On Feb 16, 2011, at 1:34 PM, Jordan Hayes wrote:


> Shane Mage writes:
>
>> Any role of speculation in "running up prices" is absolutely
>> offset by an identical role of speculation in "running down
>> prices."
>
> That's not necessarily true. Higher prices can become acceptable
> and normal, after the shorts have covered; higher futures prices can
> get "baked in" by producers locking in a price.

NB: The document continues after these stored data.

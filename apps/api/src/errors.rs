use std::any::Any;

use axum::{
    body::Body,
    http::{header, StatusCode},
    response::{IntoResponse, Response},
    Json,
};
use serde::Serialize;
use serde_json::{json, Value};
use thiserror::Error;

use crate::generation::quota::LimitKind;

/// A single field that failed request validation.
#[derive(Debug, Clone, PartialEq, Serialize)]
pub struct FieldError {
    pub field: &'static str,
    pub message: String,
}

/// Application-level error type.
/// Implements `IntoResponse` so Axum handlers can return `Result<T, AppError>`.
#[derive(Debug, Error)]
pub enum AppError {
    #[error("Validation error: {message}")]
    Validation {
        message: String,
        fields: Vec<FieldError>,
    },

    #[error("Unauthorized")]
    Unauthorized,

    #[error("Forbidden: {0}")]
    Forbidden(String),

    #[error("Rate limit exceeded, retry after {retry_after_secs}s")]
    RateLimited { retry_after_secs: u64 },

    #[error("Quota exceeded ({limit})")]
    QuotaExceeded { limit: LimitKind, remaining: u32 },

    #[error("Upstream credits exhausted")]
    UpstreamCreditsExhausted,

    #[error("Quota check failed: {0}")]
    QuotaCheck(String),

    #[error("LLM error: {0}")]
    Llm(String),

    #[error("Content parse error: {0}")]
    ContentParse(String),

    #[error("Schema validation error: {0}")]
    SchemaValidation(String),

    #[error("Request deadline exceeded")]
    DeadlineExceeded,

    #[error("Method not allowed")]
    MethodNotAllowed,

    #[error("Database error: {0}")]
    Database(#[from] sqlx::Error),

    #[error("Internal server error: {0}")]
    Internal(#[from] anyhow::Error),
}

impl AppError {
    pub fn validation(fields: Vec<FieldError>) -> Self {
        let message = fields
            .iter()
            .map(|f| format!("{}: {}", f.field, f.message))
            .collect::<Vec<_>>()
            .join("; ");
        AppError::Validation { message, fields }
    }

    pub fn status(&self) -> StatusCode {
        match self {
            AppError::Validation { .. } => StatusCode::BAD_REQUEST,
            AppError::Unauthorized => StatusCode::UNAUTHORIZED,
            AppError::MethodNotAllowed => StatusCode::METHOD_NOT_ALLOWED,
            AppError::Forbidden(_) => StatusCode::FORBIDDEN,
            AppError::RateLimited { .. } | AppError::QuotaExceeded { .. } => {
                StatusCode::TOO_MANY_REQUESTS
            }
            AppError::UpstreamCreditsExhausted => StatusCode::PAYMENT_REQUIRED,
            AppError::QuotaCheck(_) | AppError::Llm(_) | AppError::DeadlineExceeded => {
                StatusCode::SERVICE_UNAVAILABLE
            }
            AppError::ContentParse(_)
            | AppError::SchemaValidation(_)
            | AppError::Database(_)
            | AppError::Internal(_) => StatusCode::INTERNAL_SERVER_ERROR,
        }
    }

    fn body(&self) -> Value {
        match self {
            AppError::Validation { message, fields } => json!({
                "error": "VALIDATION_ERROR",
                "message": message,
                "fields": fields,
            }),
            AppError::Unauthorized => json!({
                "error": "UNAUTHORIZED",
                "message": "Sign in to generate ideas.",
            }),
            AppError::Forbidden(msg) => json!({
                "error": "FORBIDDEN",
                "message": msg,
            }),
            AppError::RateLimited { retry_after_secs } => json!({
                "error": "RATE_LIMITED",
                "message": format!(
                    "Too many requests. Please wait {retry_after_secs} seconds and try again."
                ),
                "retryAfter": retry_after_secs,
            }),
            AppError::QuotaExceeded { limit, remaining } => {
                let message = match limit {
                    LimitKind::Hourly => {
                        "You've reached your hourly idea limit. Wait an hour or upgrade to Premium for unlimited ideas."
                    }
                    LimitKind::Daily => {
                        "You've reached your daily idea limit. Come back tomorrow or upgrade to Premium for unlimited ideas."
                    }
                };
                json!({
                    "error": "QUOTA_EXCEEDED",
                    "message": message,
                    "remainingIdeas": remaining,
                    "limitType": limit,
                    "requiresUpgrade": true,
                })
            }
            AppError::UpstreamCreditsExhausted => json!({
                "error": "CREDITS_EXHAUSTED",
                "message": "Idea generation is temporarily unavailable on the free tier. Upgrade to continue.",
                "requiresUpgrade": true,
            }),
            AppError::QuotaCheck(msg) => {
                tracing::error!("Quota check failed: {msg}");
                json!({
                    "error": "QUOTA_CHECK_FAILED",
                    "message": "We couldn't verify your usage right now. Please try again in a moment.",
                })
            }
            AppError::Llm(msg) => {
                tracing::error!("LLM error: {msg}");
                json!({
                    "error": "GENERATION_UNAVAILABLE",
                    "message": "The idea generator is temporarily unavailable. Please try again shortly.",
                })
            }
            AppError::ContentParse(msg) | AppError::SchemaValidation(msg) => {
                tracing::error!("Malformed model output: {msg}");
                json!({
                    "error": "GENERATION_FAILED",
                    "message": "The generated idea was incomplete. Please try again.",
                })
            }
            AppError::MethodNotAllowed => json!({
                "error": "METHOD_NOT_ALLOWED",
                "message": "This endpoint only accepts POST requests.",
            }),
            AppError::DeadlineExceeded => json!({
                "error": "DEADLINE_EXCEEDED",
                "message": "Generating your idea took too long. Please try again.",
            }),
            AppError::Database(e) => {
                tracing::error!("Database error: {e}");
                json!({
                    "error": "DATABASE_ERROR",
                    "message": "We couldn't save your idea. Please try again.",
                })
            }
            AppError::Internal(e) => {
                tracing::error!("Internal error: {e:?}");
                json!({
                    "error": "INTERNAL_ERROR",
                    "message": "An internal server error occurred",
                })
            }
        }
    }
}

impl IntoResponse for AppError {
    fn into_response(self) -> Response {
        (self.status(), Json(self.body())).into_response()
    }
}

/// Last-resort body used when a handler panics. Kept as a literal so that
/// rendering it cannot fail.
pub const PANIC_BODY: &str =
    r#"{"error":"INTERNAL_ERROR","message":"An unexpected error occurred. Please try again."}"#;

/// Handler for `tower_http::catch_panic::CatchPanicLayer`.
pub fn panic_response(err: Box<dyn Any + Send + 'static>) -> Response<Body> {
    let detail = err
        .downcast_ref::<String>()
        .map(String::as_str)
        .or_else(|| err.downcast_ref::<&str>().copied())
        .unwrap_or("unknown panic");
    tracing::error!("Handler panicked: {detail}");

    let mut response = Response::new(Body::from(PANIC_BODY));
    *response.status_mut() = StatusCode::INTERNAL_SERVER_ERROR;
    response.headers_mut().insert(
        header::CONTENT_TYPE,
        header::HeaderValue::from_static("application/json"),
    );
    response
}
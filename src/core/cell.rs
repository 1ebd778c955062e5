//! # Versioned value cell with sticky replay state.
//!
//! Holds the current value (or nothing), a version counter bumped once per
//! accepted write, and the bookkeeping of the configured [`StickyMode`].
//! It knows nothing about subscribers: the dispatch engine tells it when a
//! delivery happened and when the outermost dispatch of a write is over.
//!
//! ## Write protocol
//! ```text
//! begin_write(v)     version += 1, value = v, arm sticky state, open_writes += 1
//!   └─► dispatch     (engine fans out; after_delivery() per delivery)
//! finish_writes()    at the end of the outermost dispatch:
//!                      NoSticky            → clear
//!                      SendOnce, disarmed  → clear
//! ```
//!
//! ## Rules
//! - `version` starts at [`START_VERSION`] and only grows.
//! - StickyCount credits are consumed by attaches
//!   ([`consume_attach_credit`](VersionedCell::consume_attach_credit)); a
//!   delivery clears the value once no credit is left.
//! - SendOnce: a delivery during an open write only disarms; a delivery
//!   outside any write disarms and clears.
//! - StickyForever never clears.
//! - [`read`](VersionedCell::read) is a lock-free atomic load; it may be stale
//!   when called off the delivery thread.

use std::sync::Arc;

use arc_swap::ArcSwapOption;
use parking_lot::Mutex;

use crate::config::StickyMode;

/// Version of a cell (and of a subscriber) that has seen no write yet.
pub(crate) const START_VERSION: i64 = -1;

struct CellMeta {
    version: i64,
    mode: StickyMode,
    remaining: i64,
    send_once_armed: bool,
    open_writes: u32,
}

/// Current value, version and sticky state of one live data.
pub(crate) struct VersionedCell<T> {
    value: ArcSwapOption<T>,
    meta: Mutex<CellMeta>,
}

impl<T> VersionedCell<T> {
    pub(crate) fn new(mode: StickyMode) -> Self {
        Self {
            value: ArcSwapOption::empty(),
            meta: Mutex::new(CellMeta {
                version: START_VERSION,
                mode,
                remaining: 0,
                send_once_armed: false,
                open_writes: 0,
            }),
        }
    }

    /// Stores `value`, bumps the version and arms the sticky state.
    ///
    /// Must be followed by a dispatch whose end calls
    /// [`finish_writes`](Self::finish_writes).
    pub(crate) fn begin_write(&self, value: T) -> i64 {
        let mut meta = self.meta.lock();
        meta.version += 1;
        self.value.store(Some(Arc::new(value)));
        meta.open_writes += 1;
        match meta.mode {
            StickyMode::StickyCount(n) => meta.remaining = i64::from(n.get()),
            StickyMode::SendOnce => meta.send_once_armed = true,
            StickyMode::NoSticky | StickyMode::StickyForever => {}
        }
        meta.version
    }

    /// Applies post-write clearing for every write whose dispatch just ended.
    pub(crate) fn finish_writes(&self) {
        let mut meta = self.meta.lock();
        if meta.open_writes == 0 {
            return;
        }
        meta.open_writes = 0;
        match meta.mode {
            StickyMode::NoSticky => self.value.store(None),
            StickyMode::SendOnce if !meta.send_once_armed => self.value.store(None),
            _ => {}
        }
    }

    /// Bookkeeping after one successful delivery to any subscriber.
    pub(crate) fn after_delivery(&self) {
        let mut meta = self.meta.lock();
        match meta.mode {
            StickyMode::StickyCount(_) if meta.remaining < 1 => self.value.store(None),
            StickyMode::SendOnce if meta.send_once_armed => {
                meta.send_once_armed = false;
                if meta.open_writes == 0 {
                    self.value.store(None);
                }
            }
            _ => {}
        }
    }

    /// A first-time attach takes one replay credit, delivered or not.
    pub(crate) fn consume_attach_credit(&self) {
        let mut meta = self.meta.lock();
        if let StickyMode::StickyCount(_) = meta.mode {
            meta.remaining -= 1;
        }
    }

    /// Version and value, if a value is present.
    pub(crate) fn current(&self) -> Option<(i64, Arc<T>)> {
        let meta = self.meta.lock();
        self.value.load_full().map(|v| (meta.version, v))
    }

    /// Best-effort, lock-free read of the value.
    pub(crate) fn read(&self) -> Option<Arc<T>> {
        self.value.load_full()
    }

    pub(crate) fn version(&self) -> i64 {
        self.meta.lock().version
    }

    #[cfg(test)]
    pub(crate) fn mode(&self) -> StickyMode {
        self.meta.lock().mode
    }

    #[cfg(test)]
    pub(crate) fn remaining_credits(&self) -> i64 {
        self.meta.lock().remaining
    }

    #[cfg(test)]
    pub(crate) fn is_armed(&self) -> bool {
        self.meta.lock().send_once_armed
    }
}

Whoever knows the least little but about economics--any variety of economics--knows that prices are determined by the supply and demand functions relevant to the given market structure. If higher or lower prices get "baked in" and "acceptable" that means those were the prices that would come about irrespective of speculation (which of course has its role in the path taken by those price movements). "After the shorts have covered?" If the prices have risen, when the "shorts" (ie., half the speculators) cover they have lost more than the "longs" have won (the difference being the bank's vigorish).


> Those prices get passed along to the products that are made from
> the commodities. For a speculator, there's no time limit: he can
> always roll forward into the next contract[*].

Taking a loss [if long]whenever the prices have failed to rise enough or have actually fallen. Speculation is a zero-sum game, profitable on a net basis only to the "house."

Shane Mage

"All things are an equal exchange for fire and fire for all things, as goods are for gold and gold for goods."